Problem: Please return every line of the records below that holds the word "HubHandle".

Entries shown:
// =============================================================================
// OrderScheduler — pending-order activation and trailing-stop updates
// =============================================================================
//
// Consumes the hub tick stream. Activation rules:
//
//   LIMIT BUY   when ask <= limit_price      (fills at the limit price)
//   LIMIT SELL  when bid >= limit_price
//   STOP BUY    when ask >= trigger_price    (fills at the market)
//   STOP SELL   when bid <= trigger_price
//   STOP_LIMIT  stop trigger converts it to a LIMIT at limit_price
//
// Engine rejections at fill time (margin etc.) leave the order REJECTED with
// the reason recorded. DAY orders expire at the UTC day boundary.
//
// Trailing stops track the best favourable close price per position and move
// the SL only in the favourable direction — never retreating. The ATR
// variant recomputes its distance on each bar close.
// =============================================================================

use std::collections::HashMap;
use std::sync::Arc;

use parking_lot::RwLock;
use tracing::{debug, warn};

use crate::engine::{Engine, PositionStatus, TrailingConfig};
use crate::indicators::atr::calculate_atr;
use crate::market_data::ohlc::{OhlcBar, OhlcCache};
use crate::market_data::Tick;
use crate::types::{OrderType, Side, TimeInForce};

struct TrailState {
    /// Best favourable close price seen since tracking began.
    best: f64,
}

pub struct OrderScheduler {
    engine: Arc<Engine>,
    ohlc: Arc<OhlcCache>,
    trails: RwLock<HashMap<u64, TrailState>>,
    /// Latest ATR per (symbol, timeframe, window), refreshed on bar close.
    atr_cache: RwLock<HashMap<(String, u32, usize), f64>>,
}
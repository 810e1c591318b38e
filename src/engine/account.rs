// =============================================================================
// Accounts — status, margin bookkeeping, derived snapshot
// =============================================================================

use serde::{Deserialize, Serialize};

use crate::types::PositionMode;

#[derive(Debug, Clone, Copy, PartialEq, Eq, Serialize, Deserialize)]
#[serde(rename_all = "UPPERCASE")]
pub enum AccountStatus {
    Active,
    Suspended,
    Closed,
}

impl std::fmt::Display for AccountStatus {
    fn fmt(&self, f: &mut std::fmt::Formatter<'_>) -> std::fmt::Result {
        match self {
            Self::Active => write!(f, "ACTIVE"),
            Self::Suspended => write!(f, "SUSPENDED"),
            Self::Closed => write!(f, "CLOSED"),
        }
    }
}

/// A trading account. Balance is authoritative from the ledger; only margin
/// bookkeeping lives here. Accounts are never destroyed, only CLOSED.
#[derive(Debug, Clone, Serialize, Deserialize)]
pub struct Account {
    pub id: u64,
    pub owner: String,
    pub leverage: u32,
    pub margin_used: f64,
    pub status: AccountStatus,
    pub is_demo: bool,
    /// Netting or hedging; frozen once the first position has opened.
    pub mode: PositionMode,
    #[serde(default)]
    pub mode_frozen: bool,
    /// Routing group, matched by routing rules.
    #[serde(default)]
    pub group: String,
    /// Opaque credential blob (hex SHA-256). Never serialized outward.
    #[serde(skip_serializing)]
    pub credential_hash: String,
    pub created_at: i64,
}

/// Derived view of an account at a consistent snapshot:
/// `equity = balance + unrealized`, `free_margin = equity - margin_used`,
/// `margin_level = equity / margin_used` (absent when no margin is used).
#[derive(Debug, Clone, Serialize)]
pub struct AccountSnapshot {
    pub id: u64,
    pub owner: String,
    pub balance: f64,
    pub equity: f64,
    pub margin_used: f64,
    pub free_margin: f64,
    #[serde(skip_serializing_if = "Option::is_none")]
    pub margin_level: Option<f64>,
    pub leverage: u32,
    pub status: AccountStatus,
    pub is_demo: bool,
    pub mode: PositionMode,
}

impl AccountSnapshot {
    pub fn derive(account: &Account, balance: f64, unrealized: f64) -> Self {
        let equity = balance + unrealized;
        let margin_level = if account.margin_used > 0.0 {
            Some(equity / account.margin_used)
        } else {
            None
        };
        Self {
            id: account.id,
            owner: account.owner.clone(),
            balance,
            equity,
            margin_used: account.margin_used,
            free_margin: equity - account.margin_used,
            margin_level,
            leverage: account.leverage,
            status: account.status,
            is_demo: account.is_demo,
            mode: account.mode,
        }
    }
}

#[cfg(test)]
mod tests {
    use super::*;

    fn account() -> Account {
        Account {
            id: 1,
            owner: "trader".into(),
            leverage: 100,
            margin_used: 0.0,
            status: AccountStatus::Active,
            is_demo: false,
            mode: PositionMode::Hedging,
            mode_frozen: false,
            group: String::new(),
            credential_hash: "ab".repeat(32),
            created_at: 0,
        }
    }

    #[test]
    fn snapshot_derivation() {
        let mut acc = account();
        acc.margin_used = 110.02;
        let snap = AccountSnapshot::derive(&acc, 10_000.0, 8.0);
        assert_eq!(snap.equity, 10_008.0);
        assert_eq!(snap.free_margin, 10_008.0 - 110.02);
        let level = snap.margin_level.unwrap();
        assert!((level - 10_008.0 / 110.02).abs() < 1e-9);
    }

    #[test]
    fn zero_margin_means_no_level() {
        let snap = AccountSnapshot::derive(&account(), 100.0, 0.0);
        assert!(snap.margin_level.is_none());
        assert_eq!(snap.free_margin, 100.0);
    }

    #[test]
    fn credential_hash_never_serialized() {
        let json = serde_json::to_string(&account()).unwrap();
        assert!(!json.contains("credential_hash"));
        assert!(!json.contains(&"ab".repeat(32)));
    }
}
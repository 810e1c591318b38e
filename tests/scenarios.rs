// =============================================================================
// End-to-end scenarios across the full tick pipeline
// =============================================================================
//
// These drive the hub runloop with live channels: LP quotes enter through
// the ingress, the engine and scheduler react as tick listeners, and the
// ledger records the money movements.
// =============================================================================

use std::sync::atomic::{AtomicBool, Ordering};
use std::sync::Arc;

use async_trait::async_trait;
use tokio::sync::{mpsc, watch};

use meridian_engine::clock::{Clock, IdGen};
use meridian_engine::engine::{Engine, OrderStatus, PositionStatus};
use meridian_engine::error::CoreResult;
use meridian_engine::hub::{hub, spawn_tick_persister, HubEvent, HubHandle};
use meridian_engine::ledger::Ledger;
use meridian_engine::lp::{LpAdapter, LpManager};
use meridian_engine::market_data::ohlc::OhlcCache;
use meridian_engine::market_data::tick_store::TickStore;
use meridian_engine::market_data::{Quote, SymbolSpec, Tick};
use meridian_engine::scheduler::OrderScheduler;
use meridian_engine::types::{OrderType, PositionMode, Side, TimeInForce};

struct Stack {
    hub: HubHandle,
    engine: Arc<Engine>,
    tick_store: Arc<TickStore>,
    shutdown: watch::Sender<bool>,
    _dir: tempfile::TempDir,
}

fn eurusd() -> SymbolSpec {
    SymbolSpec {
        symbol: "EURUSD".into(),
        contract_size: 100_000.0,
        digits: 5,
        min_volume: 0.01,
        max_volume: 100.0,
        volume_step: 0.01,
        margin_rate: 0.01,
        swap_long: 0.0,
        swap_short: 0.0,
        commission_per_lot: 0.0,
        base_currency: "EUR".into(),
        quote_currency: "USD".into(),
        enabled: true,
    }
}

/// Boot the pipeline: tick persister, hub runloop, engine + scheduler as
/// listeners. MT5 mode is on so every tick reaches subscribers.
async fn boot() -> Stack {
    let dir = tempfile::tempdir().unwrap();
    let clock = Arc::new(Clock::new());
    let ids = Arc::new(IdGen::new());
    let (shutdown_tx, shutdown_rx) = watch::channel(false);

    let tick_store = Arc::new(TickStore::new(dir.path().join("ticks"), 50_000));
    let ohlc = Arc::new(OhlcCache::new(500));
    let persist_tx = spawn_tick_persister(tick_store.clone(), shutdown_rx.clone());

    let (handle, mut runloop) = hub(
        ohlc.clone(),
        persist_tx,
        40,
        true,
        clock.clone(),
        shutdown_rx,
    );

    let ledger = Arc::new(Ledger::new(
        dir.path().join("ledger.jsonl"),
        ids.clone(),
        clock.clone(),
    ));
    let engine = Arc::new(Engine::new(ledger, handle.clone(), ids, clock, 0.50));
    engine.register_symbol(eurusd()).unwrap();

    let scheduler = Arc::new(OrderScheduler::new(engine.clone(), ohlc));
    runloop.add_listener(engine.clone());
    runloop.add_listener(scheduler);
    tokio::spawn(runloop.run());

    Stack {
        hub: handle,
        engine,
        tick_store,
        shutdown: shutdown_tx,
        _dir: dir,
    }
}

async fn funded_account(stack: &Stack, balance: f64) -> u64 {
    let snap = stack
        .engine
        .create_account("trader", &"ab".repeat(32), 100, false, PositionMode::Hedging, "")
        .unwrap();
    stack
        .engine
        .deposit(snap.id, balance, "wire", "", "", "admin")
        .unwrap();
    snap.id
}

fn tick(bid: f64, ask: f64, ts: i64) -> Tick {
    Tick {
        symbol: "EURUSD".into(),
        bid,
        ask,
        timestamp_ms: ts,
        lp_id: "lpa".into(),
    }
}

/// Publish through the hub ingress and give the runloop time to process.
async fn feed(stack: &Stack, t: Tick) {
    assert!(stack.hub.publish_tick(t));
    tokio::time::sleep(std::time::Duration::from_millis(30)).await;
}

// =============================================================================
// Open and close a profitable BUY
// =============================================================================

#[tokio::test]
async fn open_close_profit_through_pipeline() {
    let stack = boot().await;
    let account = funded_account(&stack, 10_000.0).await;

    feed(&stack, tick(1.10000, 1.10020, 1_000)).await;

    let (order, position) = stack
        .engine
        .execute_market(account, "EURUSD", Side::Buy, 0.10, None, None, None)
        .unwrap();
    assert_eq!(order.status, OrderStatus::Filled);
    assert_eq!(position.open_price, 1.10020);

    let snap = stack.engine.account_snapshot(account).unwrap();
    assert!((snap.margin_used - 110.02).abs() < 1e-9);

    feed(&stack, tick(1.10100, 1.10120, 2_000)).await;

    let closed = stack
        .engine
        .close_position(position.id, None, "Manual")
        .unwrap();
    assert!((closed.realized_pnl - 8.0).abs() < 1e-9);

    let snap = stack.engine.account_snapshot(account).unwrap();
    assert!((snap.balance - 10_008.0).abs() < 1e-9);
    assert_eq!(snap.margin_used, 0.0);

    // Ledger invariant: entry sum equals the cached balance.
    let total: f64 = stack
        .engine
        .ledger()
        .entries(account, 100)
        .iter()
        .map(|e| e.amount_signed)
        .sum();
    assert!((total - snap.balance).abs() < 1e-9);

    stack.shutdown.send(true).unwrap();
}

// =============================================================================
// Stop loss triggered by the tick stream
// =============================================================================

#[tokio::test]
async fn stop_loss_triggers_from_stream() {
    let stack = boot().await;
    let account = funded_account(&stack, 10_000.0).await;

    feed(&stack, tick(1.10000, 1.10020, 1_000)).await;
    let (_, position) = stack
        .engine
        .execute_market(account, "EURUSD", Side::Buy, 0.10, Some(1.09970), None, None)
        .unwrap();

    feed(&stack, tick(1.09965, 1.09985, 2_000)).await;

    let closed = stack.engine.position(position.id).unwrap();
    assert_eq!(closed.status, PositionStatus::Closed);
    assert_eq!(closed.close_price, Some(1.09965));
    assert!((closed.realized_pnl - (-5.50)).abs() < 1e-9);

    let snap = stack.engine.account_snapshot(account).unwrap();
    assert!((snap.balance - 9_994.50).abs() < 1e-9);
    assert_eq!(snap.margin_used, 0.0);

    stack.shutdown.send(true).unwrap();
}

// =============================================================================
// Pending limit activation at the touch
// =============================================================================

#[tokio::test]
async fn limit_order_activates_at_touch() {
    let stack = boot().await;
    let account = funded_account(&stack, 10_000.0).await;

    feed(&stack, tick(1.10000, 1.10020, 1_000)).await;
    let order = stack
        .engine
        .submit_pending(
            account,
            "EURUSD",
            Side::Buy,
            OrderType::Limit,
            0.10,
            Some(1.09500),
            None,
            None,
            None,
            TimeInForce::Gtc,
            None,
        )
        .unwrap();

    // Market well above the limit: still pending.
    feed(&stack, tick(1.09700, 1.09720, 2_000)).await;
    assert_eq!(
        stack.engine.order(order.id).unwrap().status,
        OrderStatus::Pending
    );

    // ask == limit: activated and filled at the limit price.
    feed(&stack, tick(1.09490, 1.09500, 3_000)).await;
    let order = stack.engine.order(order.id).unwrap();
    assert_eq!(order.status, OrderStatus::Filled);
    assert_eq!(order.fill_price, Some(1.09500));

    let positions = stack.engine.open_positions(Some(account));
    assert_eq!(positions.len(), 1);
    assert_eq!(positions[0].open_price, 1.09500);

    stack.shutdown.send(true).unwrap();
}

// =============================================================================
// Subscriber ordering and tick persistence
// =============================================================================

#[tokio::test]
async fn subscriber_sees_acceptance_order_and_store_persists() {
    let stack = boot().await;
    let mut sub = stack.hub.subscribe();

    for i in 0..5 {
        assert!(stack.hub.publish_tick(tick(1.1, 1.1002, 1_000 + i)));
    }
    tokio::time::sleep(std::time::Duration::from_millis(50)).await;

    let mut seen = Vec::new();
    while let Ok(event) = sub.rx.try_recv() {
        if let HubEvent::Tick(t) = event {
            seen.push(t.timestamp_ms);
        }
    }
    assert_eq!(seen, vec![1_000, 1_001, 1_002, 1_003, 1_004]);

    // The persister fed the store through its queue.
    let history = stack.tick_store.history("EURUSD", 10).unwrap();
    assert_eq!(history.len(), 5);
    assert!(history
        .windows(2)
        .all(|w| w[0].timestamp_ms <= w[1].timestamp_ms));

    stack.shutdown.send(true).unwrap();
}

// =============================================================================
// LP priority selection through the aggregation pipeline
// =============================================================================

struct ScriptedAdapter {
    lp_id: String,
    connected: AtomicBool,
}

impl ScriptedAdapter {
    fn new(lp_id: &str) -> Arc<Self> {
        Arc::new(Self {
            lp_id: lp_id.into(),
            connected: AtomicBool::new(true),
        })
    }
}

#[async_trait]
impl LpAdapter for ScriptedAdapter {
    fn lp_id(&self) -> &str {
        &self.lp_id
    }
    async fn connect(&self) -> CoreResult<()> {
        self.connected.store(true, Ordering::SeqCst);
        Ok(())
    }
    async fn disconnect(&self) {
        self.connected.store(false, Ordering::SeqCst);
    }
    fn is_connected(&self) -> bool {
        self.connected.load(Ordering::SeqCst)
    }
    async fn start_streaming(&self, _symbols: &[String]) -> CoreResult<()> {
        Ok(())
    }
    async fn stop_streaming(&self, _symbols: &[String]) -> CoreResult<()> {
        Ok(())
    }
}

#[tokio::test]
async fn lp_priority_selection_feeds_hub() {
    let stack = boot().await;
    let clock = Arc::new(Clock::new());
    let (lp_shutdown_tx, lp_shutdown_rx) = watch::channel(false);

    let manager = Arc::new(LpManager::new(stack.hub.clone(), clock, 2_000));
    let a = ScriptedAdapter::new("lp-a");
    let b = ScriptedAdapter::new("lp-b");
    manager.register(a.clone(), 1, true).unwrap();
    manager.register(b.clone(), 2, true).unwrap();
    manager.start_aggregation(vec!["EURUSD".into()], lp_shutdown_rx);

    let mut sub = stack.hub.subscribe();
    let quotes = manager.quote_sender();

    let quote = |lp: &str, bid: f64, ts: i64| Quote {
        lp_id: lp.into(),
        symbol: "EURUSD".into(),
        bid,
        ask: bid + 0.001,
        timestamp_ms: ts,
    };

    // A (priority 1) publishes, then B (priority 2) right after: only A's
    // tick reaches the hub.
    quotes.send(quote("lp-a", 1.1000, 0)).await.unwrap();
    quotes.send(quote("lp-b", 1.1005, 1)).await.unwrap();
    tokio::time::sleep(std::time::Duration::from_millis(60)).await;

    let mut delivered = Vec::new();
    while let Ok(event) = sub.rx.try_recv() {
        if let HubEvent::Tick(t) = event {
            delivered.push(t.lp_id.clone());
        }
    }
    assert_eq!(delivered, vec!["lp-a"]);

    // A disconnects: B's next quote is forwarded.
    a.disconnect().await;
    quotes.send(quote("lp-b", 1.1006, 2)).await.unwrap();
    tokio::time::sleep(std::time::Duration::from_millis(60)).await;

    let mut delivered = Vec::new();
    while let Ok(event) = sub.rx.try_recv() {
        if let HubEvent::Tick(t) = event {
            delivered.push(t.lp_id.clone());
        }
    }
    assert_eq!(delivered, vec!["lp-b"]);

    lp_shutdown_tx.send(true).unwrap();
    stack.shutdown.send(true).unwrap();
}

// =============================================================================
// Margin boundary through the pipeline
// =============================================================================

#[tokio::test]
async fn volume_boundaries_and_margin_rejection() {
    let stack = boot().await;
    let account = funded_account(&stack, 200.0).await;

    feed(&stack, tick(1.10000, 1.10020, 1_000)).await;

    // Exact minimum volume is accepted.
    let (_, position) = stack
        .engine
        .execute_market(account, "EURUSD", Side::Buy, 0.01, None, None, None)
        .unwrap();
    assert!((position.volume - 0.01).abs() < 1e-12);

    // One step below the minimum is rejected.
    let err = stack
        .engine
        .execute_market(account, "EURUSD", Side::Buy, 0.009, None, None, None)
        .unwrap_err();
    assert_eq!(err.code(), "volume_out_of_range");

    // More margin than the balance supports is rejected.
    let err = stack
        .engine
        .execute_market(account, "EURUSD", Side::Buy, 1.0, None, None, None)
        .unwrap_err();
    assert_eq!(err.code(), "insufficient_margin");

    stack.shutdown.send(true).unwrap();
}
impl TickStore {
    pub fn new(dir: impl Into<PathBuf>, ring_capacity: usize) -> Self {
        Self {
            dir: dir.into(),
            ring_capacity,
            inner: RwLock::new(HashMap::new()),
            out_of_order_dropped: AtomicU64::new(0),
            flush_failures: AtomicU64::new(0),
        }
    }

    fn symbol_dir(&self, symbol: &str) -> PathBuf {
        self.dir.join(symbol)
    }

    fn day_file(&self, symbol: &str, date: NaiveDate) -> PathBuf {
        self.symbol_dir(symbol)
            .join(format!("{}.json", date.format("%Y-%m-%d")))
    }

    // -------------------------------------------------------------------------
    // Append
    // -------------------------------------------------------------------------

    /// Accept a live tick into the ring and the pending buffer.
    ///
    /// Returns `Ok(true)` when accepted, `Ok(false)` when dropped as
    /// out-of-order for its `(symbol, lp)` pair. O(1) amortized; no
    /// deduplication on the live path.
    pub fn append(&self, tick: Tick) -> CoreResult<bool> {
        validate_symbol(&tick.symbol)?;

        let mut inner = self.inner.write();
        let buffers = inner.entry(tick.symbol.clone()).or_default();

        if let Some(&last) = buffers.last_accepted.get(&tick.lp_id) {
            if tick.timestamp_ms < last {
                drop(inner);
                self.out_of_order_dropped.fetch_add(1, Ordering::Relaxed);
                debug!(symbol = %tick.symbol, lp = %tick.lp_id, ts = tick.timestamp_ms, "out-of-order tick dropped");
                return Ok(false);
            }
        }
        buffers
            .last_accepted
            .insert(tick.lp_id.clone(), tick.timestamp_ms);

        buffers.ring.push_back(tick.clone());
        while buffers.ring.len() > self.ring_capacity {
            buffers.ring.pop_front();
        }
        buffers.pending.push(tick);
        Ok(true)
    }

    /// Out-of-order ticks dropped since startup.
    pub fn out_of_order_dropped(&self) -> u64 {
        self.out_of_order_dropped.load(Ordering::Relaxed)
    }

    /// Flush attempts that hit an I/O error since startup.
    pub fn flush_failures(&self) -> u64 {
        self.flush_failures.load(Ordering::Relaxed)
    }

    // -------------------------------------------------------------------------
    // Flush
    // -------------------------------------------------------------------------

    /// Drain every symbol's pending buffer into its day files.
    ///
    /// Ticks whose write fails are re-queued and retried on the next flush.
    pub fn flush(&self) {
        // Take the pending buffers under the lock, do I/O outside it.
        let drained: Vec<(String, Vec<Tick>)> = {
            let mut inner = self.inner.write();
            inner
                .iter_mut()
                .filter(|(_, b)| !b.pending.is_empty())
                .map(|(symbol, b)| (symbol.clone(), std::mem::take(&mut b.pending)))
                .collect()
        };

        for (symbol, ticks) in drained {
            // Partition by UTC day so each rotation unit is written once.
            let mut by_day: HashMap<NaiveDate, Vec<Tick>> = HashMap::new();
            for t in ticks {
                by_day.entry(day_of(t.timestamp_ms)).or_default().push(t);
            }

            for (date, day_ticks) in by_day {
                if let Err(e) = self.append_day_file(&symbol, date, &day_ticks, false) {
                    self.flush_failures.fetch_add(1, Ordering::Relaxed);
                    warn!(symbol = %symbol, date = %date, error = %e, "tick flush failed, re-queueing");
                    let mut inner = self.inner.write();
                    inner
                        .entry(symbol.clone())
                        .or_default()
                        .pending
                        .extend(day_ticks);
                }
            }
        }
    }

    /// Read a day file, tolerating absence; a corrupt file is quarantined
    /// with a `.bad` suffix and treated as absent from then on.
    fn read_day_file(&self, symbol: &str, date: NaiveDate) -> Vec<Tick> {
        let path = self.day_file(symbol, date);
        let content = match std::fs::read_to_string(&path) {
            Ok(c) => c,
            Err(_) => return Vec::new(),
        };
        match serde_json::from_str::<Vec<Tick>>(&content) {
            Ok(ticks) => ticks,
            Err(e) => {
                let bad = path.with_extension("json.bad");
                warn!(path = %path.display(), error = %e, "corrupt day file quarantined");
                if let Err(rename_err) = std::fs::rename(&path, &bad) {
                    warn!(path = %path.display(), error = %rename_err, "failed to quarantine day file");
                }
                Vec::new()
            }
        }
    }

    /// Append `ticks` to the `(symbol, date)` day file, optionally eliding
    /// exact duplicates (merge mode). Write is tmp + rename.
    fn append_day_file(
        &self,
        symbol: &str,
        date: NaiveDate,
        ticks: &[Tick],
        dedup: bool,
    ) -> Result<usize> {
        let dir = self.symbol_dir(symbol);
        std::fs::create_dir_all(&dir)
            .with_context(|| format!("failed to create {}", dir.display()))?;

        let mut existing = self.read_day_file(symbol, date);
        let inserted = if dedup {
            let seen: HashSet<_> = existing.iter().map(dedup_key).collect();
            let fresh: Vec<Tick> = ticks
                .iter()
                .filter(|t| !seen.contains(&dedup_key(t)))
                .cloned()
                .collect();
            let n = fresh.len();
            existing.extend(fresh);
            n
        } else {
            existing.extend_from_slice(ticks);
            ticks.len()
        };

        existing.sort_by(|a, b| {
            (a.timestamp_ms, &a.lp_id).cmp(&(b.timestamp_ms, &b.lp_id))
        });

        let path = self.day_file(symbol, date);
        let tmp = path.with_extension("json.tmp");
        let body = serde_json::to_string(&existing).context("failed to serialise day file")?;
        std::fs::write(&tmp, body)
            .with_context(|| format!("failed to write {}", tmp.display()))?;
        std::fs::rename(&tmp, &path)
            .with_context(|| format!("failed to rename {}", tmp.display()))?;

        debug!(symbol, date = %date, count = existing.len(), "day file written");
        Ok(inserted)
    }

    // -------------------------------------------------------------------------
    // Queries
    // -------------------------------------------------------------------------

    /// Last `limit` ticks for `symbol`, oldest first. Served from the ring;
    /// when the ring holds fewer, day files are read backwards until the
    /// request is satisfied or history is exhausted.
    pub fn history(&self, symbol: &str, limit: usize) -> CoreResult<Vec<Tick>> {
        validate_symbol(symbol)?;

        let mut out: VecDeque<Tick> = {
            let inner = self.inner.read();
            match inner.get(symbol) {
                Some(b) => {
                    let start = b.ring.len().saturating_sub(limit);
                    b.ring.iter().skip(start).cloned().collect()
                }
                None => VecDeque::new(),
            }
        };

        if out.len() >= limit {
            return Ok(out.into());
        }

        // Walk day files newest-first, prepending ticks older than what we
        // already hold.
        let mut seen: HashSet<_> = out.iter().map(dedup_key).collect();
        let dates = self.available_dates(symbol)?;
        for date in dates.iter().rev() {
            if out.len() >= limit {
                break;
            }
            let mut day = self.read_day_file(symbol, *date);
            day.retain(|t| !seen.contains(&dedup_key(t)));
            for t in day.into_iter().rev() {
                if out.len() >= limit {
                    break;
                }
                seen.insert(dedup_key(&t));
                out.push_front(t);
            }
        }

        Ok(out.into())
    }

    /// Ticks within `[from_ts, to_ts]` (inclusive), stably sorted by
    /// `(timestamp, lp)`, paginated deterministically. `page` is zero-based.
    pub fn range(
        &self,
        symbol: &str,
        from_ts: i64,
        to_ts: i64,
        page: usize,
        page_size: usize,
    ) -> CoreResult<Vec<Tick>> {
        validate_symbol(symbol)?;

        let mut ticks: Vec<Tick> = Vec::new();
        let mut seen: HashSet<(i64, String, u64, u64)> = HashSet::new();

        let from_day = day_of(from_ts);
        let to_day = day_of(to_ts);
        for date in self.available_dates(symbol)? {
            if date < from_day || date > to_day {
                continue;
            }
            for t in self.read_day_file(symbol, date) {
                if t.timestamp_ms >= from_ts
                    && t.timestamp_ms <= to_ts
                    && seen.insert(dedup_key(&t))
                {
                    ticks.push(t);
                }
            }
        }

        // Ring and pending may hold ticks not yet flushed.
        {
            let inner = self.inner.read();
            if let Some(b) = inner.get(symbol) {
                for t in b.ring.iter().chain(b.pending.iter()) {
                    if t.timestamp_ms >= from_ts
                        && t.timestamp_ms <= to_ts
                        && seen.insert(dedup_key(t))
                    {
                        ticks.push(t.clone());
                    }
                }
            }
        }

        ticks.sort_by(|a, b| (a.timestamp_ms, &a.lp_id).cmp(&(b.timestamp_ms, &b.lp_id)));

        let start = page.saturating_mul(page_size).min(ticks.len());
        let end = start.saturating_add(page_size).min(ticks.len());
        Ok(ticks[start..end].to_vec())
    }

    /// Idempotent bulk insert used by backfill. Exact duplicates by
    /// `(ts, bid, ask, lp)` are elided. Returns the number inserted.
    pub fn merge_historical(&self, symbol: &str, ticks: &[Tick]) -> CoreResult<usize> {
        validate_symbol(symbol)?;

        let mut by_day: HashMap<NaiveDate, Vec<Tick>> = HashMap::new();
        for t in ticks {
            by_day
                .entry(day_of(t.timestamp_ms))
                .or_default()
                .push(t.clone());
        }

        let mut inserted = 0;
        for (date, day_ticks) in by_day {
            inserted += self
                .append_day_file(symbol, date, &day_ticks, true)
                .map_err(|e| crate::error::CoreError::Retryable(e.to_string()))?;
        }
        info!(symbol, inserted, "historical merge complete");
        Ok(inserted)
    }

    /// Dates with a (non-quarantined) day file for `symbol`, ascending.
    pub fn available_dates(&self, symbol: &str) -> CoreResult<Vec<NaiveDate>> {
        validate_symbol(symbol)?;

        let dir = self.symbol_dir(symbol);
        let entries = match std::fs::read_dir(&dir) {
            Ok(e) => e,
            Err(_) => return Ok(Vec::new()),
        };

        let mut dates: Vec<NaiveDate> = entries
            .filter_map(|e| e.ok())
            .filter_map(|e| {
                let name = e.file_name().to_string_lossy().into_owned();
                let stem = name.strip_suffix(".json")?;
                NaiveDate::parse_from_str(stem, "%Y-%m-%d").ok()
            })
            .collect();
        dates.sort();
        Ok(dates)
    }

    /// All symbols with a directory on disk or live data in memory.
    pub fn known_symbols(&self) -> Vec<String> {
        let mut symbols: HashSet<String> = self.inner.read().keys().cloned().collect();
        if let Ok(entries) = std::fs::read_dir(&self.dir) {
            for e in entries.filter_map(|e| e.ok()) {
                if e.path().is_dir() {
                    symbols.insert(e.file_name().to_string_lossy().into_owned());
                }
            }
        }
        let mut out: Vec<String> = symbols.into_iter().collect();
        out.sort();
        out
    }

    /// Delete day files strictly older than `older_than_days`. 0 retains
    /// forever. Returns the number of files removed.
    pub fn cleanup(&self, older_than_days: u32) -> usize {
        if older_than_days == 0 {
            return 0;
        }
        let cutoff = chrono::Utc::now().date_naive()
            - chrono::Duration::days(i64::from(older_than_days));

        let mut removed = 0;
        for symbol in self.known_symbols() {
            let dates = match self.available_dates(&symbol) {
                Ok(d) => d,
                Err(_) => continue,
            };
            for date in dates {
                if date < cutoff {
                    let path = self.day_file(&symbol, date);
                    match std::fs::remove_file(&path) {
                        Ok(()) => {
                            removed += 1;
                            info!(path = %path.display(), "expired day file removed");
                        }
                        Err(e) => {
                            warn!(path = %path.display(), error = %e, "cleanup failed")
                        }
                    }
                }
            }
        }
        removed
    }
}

Output for this exercise:
use meridian_engine::hub::{hub, spawn_tick_persister, HubEvent, HubHandle};
    hub: HubHandle,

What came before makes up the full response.